Data listing section start
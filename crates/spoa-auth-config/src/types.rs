//! Configuration file schema.

use std::collections::BTreeMap;
use std::net::SocketAddr;
use std::path::PathBuf;

use serde::{Deserialize, Serialize};

use crate::error::{ConfigError, Result};
use crate::secrets::{ResolvedSecret, resolve_secret};

/// Conventional action names bound when `[actions]` is empty.
pub const DEFAULT_OIDC_ACTION: &str = "try-auth-oidc";
pub const DEFAULT_LDAP_ACTION: &str = "try-auth-ldap";

const DEFAULT_LOG_LEVEL: &str = "info";
const VAR_SCOPES: [&str; 5] = ["proc", "sess", "txn", "req", "res"];
const MIN_FRAME_SIZE: u32 = 256;

/// Root configuration.
#[derive(Debug, Clone, Default, Serialize, Deserialize)]
#[serde(default)]
pub struct SpoaAuthConfig {
    pub server: ServerConfig,
    pub logging: LoggingConfig,
    pub oidc: Option<OidcSection>,
    pub ldap: Option<LdapSection>,
    /// Action name → authenticator.
    pub actions: BTreeMap<String, AuthenticatorKind>,
}

impl SpoaAuthConfig {
    /// Parse from a TOML string.
    pub fn from_toml(toml_str: &str) -> Result<Self> {
        Ok(toml::from_str::<Self>(toml_str)?.with_server_log_level())
    }

    /// Parse from a YAML string.
    pub fn from_yaml(yaml_str: &str) -> Result<Self> {
        Ok(serde_yaml::from_str::<Self>(yaml_str)?.with_server_log_level())
    }

    /// Honor `server.log_level` from older files.
    ///
    /// A `[logging]` level other than the default wins over it.
    fn with_server_log_level(mut self) -> Self {
        if let Some(level) = &self.server.log_level
            && self.logging.log_level == DEFAULT_LOG_LEVEL
        {
            self.logging.log_level = level.clone();
        }
        self
    }

    /// Action bindings, falling back to the conventional names for each
    /// configured authenticator when none are given.
    pub fn effective_actions(&self) -> BTreeMap<String, AuthenticatorKind> {
        if !self.actions.is_empty() {
            return self.actions.clone();
        }
        let mut actions = BTreeMap::new();
        if self.oidc.is_some() {
            actions.insert(DEFAULT_OIDC_ACTION.to_string(), AuthenticatorKind::Oidc);
        }
        if self.ldap.is_some() {
            actions.insert(DEFAULT_LDAP_ACTION.to_string(), AuthenticatorKind::Ldap);
        }
        actions
    }

    /// Check everything that can be checked without network access.
    pub fn validate(&self) -> Result<()> {
        self.server.validate()?;

        let actions = self.effective_actions();
        if actions.is_empty() {
            return Err(ConfigError::NoActions);
        }
        for (action, kind) in &actions {
            let configured = match kind {
                AuthenticatorKind::Oidc => self.oidc.is_some(),
                AuthenticatorKind::Ldap => self.ldap.is_some(),
            };
            if !configured {
                return Err(ConfigError::UnconfiguredAuthenticator {
                    action: action.clone(),
                    kind: kind.as_str().to_string(),
                });
            }
        }

        if let Some(oidc) = &self.oidc {
            oidc.validate()?;
        }
        if let Some(ldap) = &self.ldap {
            ldap.validate()?;
        }
        Ok(())
    }
}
Data listing section end
* _Exercise instructions_:
State how many lines in the entries hold the word "validate", giving the number alone.

* _Exercise result_:
4